Efficient Conformational Search Based on Structural Dissimilarity Sampling: Applications for Reproducing Structural Transitions of Proteins
journal contributionposted on 07.02.2017, 00:00 by Ryuhei Harada, Yasuteru Shigeta
Structural Dissimilarity Sampling (SDS) is proposed as an efficient conformational search method to promote structural transitions essential for the biological functions of proteins. In SDS, initial structures are selected based on structural dissimilarity, and conformational resampling is repeated. Conformational resampling is performed as follows: (I) arrangement of initial structures for a diverse distribution at the edge of a conformational subspace and (II) promotion of the structural transitions with multiple short-time molecular dynamics (MD) simulations restarting from the diversely distributed initial structures. Cycles of (I) and (II) are repeated to intensively promote structural transitions because conformational resampling from the initial structures would quickly expand conformational distributions toward unvisited conformational subspaces. As a demonstration, SDS was first applied to maltodextrin binding protein (MBP) in explicit water to reproduce structural transitions between the open and closed states of MBP. Structural transitions of MBP were successfully reproduced with SDS in nanosecond-order simulation times.
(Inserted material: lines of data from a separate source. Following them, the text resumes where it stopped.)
use std::env;
use std::str::FromStr;
use std::time::Duration;

use crate::ai::registry;
use crate::domain::connectivity::ConnectivityTimings;
use crate::error::AppError;

/// Runtime knobs for the session engine, read from `SEQUENCE_*` variables.
#[derive(Debug, Clone, PartialEq, Eq)]
pub struct EngineConfig {
    /// How often the per-session scheduler ticks.
    pub tick_interval: Duration,
    pub timings: ConnectivityTimings,
    /// A bot waits at least this long into a turn before moving.
    pub bot_min_delay: Duration,
    /// Bots stop acting on a turn older than this.
    pub bot_max_turn: Duration,
    /// Compare-and-swap attempts per mutation.
    pub max_write_retries: u32,
    /// Registry key of the AI that drives bot seats.
    pub bot_ai: String,
}

impl Default for EngineConfig {
    fn default() -> Self {
        Self {
            tick_interval: Duration::from_millis(1000),
            timings: ConnectivityTimings::default(),
            bot_min_delay: Duration::from_millis(2000),
            bot_max_turn: Duration::from_secs(60),
            max_write_retries: 5,
            bot_ai: "heuristic".to_string(),
        }
    }
}

impl EngineConfig {
    /// Read the process environment. Unset variables keep their defaults.
    pub fn from_env() -> Result<Self, AppError> {
        Self::from_lookup(|name| env::var(name).ok())
    }

    pub fn from_lookup(lookup: impl Fn(&str) -> Option<String>) -> Result<Self, AppError> {
        let defaults = Self::default();
        let config = Self {
            tick_interval: Duration::from_millis(parse_or(
                &lookup,
                "SEQUENCE_TICK_INTERVAL_MS",
                1000u64,
            )?),
            timings: ConnectivityTimings {
                heartbeat_stale: secs(&lookup, "SEQUENCE_HEARTBEAT_STALE_SECS", 15)?,
                bot_takeover: secs(&lookup, "SEQUENCE_BOT_TAKEOVER_SECS", 30)?,
                afk_turn: secs(&lookup, "SEQUENCE_AFK_TURN_SECS", 45)?,
                remove_after: secs(&lookup, "SEQUENCE_REMOVE_AFTER_SECS", 60)?,
            },
            bot_min_delay: Duration::from_millis(parse_or(
                &lookup,
                "SEQUENCE_BOT_MIN_DELAY_MS",
                2000u64,
            )?),
            bot_max_turn: secs(&lookup, "SEQUENCE_BOT_MAX_TURN_SECS", 60)?,
            max_write_retries: parse_or(&lookup, "SEQUENCE_MAX_WRITE_RETRIES", 5u32)?,
            bot_ai: lookup("SEQUENCE_BOT_AI").unwrap_or(defaults.bot_ai),
        };
        config.validate()?;
        Ok(config)
    }

    pub fn validate(&self) -> Result<(), AppError> {
        if self.tick_interval.is_zero() {
            return Err(AppError::config("SEQUENCE_TICK_INTERVAL_MS must be positive"));
        }
        if self.max_write_retries == 0 {
            return Err(AppError::config("SEQUENCE_MAX_WRITE_RETRIES must be positive"));
        }
        let t = &self.timings;
        if !(t.heartbeat_stale < t.bot_takeover && t.bot_takeover < t.remove_after) {
            return Err(AppError::config(format!(
                "connectivity timings must satisfy stale < takeover < remove, got {}s/{}s/{}s",
                t.heartbeat_stale.as_secs(),
                t.bot_takeover.as_secs(),
                t.remove_after.as_secs()
            )));
        }
        if self.bot_min_delay >= self.bot_max_turn {
            return Err(AppError::config(
                "SEQUENCE_BOT_MIN_DELAY_MS must be below SEQUENCE_BOT_MAX_TURN_SECS",
            ));
        }
        if registry::by_key(&self.bot_ai).is_none() {
            return Err(AppError::config(format!(
                "SEQUENCE_BOT_AI '{}' is not a registered AI",
                self.bot_ai
            )));
        }
        Ok(())
    }
}

fn parse_or<T: FromStr>(
    lookup: &impl Fn(&str) -> Option<String>,
    name: &str,
    default: T,
) -> Result<T, AppError> {
    match lookup(name) {
        None => Ok(default),
        Some(raw) => raw.trim().parse().map_err(|_| {
            AppError::config(format!("Environment variable '{name}' has invalid value '{raw}'"))
        }),
    }
}

fn secs(
    lookup: &impl Fn(&str) -> Option<String>,
    name: &str,
    default: u64,
) -> Result<Duration, AppError> {
    parse_or(lookup, name, default).map(Duration::from_secs)
}

#[cfg(test)]
mod tests {
    use std::collections::HashMap;
    use std::env;

    use serial_test::serial;

    use super::*;
    use crate::errors::ErrorCode;

    fn lookup_from(pairs: &[(&str, &str)]) -> impl Fn(&str) -> Option<String> {
        let map: HashMap<String, String> = pairs
            .iter()
            .map(|(k, v)| (k.to_string(), v.to_string()))
            .collect();
        move |name| map.get(name).cloned()
    }

    #[test]
    fn defaults_when_unset() {
        let config = EngineConfig::from_lookup(|_| None).unwrap();
        assert_eq!(config, EngineConfig::default());
        assert_eq!(config.timings.bot_takeover, Duration::from_secs(30));
    }

    #[test]
    fn overrides_are_parsed() {
        let config = EngineConfig::from_lookup(lookup_from(&[
            ("SEQUENCE_TICK_INTERVAL_MS", "250"),
            ("SEQUENCE_AFK_TURN_SECS", "20"),
            ("SEQUENCE_BOT_AI", "random"),
        ]))
        .unwrap();
        assert_eq!(config.tick_interval, Duration::from_millis(250));
        assert_eq!(config.timings.afk_turn, Duration::from_secs(20));
        assert_eq!(config.bot_ai, "random");
    }

    #[test]
    fn garbage_is_a_config_error() {
        let err = EngineConfig::from_lookup(lookup_from(&[("SEQUENCE_MAX_WRITE_RETRIES", "lots")]))
            .unwrap_err();
        assert_eq!(err.code(), ErrorCode::ConfigError);
        assert!(err.to_string().contains("SEQUENCE_MAX_WRITE_RETRIES"));
    }

    #[test]
    fn misordered_timings_rejected() {
        let err = EngineConfig::from_lookup(lookup_from(&[("SEQUENCE_BOT_TAKEOVER_SECS", "90")]))
            .unwrap_err();
        assert!(err.to_string().contains("stale < takeover < remove"));
    }

    #[test]
    fn unknown_ai_rejected() {
        let err =
            EngineConfig::from_lookup(lookup_from(&[("SEQUENCE_BOT_AI", "oracle")])).unwrap_err();
        assert_eq!(err.code(), ErrorCode::ConfigError);
    }

    #[test]
    #[serial]
    fn reads_process_environment() {
        env::set_var("SEQUENCE_REMOVE_AFTER_SECS", "120");
        let config = EngineConfig::from_env();
        env::remove_var("SEQUENCE_REMOVE_AFTER_SECS");
        assert_eq!(
            config.unwrap().timings.remove_after,
            Duration::from_secs(120)
        );
    }
}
Starting from both the open and closed forms, SDS successfully reproduced the structural transitions within 25 cycles (a total of 250 ns of simulation time). For reference, a conventional long-time (500 ns) MD simulation under NPT (300 K and 1 bar) starting from the open form failed to reproduce the structural transition. In addition to the open–closed motions of MBP, SDS was applied to folding processes of the fast-folding proteins (chignolin, Trp-cage, and villin) and successfully sampled their native states. To confirm how the selections of initial structures affected conformational sampling efficiency, numbers of base sets for characterizing structural dissimilarity of initial structures were addressed in distinct trials of SDS. The parameter searches showed that the conformational sampling efficiency was relatively insensitive with respect to the numbers of base sets, indicating the robustness of SDS for actual applications.